What you should do => Whenever a line in the data holds the string "DIAGONALS", pull that line out.

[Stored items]
------------------------------
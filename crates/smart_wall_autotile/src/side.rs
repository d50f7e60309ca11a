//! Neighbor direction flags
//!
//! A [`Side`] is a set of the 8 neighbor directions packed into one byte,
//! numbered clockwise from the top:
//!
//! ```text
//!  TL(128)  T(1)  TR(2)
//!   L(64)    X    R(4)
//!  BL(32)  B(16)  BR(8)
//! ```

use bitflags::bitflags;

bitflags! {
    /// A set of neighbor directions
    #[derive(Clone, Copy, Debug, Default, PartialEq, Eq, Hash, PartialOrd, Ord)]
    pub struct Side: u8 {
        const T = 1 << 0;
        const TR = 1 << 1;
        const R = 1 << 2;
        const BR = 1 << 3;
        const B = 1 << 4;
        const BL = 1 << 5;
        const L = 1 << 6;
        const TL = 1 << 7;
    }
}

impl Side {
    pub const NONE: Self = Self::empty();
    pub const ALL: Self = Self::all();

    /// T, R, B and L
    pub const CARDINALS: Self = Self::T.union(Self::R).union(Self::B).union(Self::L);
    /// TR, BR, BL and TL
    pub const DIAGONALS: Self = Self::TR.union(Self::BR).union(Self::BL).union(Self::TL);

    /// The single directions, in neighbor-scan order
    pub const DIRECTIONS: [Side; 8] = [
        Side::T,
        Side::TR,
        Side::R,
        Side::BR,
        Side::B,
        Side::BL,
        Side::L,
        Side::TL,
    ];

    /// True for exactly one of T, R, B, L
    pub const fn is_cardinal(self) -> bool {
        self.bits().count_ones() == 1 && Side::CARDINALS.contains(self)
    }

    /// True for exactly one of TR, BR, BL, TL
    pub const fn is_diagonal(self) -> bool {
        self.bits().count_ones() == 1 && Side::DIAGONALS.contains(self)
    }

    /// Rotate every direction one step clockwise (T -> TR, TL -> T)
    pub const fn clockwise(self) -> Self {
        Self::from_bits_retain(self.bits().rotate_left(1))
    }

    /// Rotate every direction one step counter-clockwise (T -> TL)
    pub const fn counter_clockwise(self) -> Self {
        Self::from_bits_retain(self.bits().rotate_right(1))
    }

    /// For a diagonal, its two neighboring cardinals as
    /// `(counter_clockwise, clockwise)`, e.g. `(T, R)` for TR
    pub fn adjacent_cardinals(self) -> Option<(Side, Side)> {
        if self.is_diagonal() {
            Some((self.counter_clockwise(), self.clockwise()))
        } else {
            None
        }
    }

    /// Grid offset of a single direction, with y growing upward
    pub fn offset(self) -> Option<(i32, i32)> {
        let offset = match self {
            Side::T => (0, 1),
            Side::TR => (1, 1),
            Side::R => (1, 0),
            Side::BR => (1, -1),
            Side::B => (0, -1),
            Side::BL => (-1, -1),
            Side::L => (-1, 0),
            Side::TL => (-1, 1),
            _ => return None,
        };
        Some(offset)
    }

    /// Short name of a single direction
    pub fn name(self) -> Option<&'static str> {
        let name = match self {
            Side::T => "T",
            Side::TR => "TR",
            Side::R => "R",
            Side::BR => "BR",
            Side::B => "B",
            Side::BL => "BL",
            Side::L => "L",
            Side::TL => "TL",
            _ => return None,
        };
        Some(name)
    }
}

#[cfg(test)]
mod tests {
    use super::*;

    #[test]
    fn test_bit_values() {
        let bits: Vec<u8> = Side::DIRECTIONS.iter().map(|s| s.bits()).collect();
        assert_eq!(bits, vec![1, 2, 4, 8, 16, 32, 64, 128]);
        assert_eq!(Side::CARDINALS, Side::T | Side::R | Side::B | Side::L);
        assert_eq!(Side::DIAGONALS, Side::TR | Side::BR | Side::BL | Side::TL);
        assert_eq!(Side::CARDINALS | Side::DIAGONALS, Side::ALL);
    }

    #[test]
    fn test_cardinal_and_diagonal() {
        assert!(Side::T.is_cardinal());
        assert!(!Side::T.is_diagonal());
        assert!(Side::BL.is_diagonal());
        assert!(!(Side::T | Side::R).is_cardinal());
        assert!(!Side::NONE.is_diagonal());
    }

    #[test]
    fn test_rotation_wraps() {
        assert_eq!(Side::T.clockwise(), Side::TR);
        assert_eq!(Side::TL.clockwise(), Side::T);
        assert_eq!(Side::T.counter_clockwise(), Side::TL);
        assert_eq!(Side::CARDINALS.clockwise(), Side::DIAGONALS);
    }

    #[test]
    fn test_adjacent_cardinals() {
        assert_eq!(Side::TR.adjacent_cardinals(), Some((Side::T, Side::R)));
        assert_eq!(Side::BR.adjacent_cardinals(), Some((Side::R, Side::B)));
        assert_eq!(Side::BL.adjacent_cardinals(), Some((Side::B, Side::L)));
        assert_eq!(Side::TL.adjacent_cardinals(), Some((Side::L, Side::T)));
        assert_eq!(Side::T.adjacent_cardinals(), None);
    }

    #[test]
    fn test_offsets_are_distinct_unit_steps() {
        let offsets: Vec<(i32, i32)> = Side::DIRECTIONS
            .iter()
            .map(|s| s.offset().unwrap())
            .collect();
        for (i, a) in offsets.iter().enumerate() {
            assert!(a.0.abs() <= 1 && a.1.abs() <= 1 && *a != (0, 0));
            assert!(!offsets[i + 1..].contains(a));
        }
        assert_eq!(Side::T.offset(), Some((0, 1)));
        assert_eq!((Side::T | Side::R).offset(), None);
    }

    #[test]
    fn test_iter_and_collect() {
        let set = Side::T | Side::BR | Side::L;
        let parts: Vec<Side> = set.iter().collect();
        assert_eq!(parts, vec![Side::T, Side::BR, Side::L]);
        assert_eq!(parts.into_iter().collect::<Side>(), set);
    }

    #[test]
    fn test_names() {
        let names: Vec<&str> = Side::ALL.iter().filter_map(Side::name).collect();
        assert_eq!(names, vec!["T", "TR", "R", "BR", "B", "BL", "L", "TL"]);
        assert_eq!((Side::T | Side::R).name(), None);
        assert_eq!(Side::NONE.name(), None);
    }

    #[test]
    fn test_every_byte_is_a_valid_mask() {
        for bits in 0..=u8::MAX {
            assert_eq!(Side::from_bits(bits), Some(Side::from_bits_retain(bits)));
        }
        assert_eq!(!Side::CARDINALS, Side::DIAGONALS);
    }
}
------------------------------
Reply to the exercise =>
    pub const DIAGONALS: Self = Self::TR.union(Self::BR).union(Self::BL).union(Self::TL);
        self.bits().count_ones() == 1 && Side::DIAGONALS.contains(self)
        assert_eq!(Side::DIAGONALS, Side::TR | Side::BR | Side::BL | Side::TL);
        assert_eq!(Side::CARDINALS | Side::DIAGONALS, Side::ALL);
        assert_eq!(Side::CARDINALS.clockwise(), Side::DIAGONALS);
        assert_eq!(!Side::CARDINALS, Side::DIAGONALS);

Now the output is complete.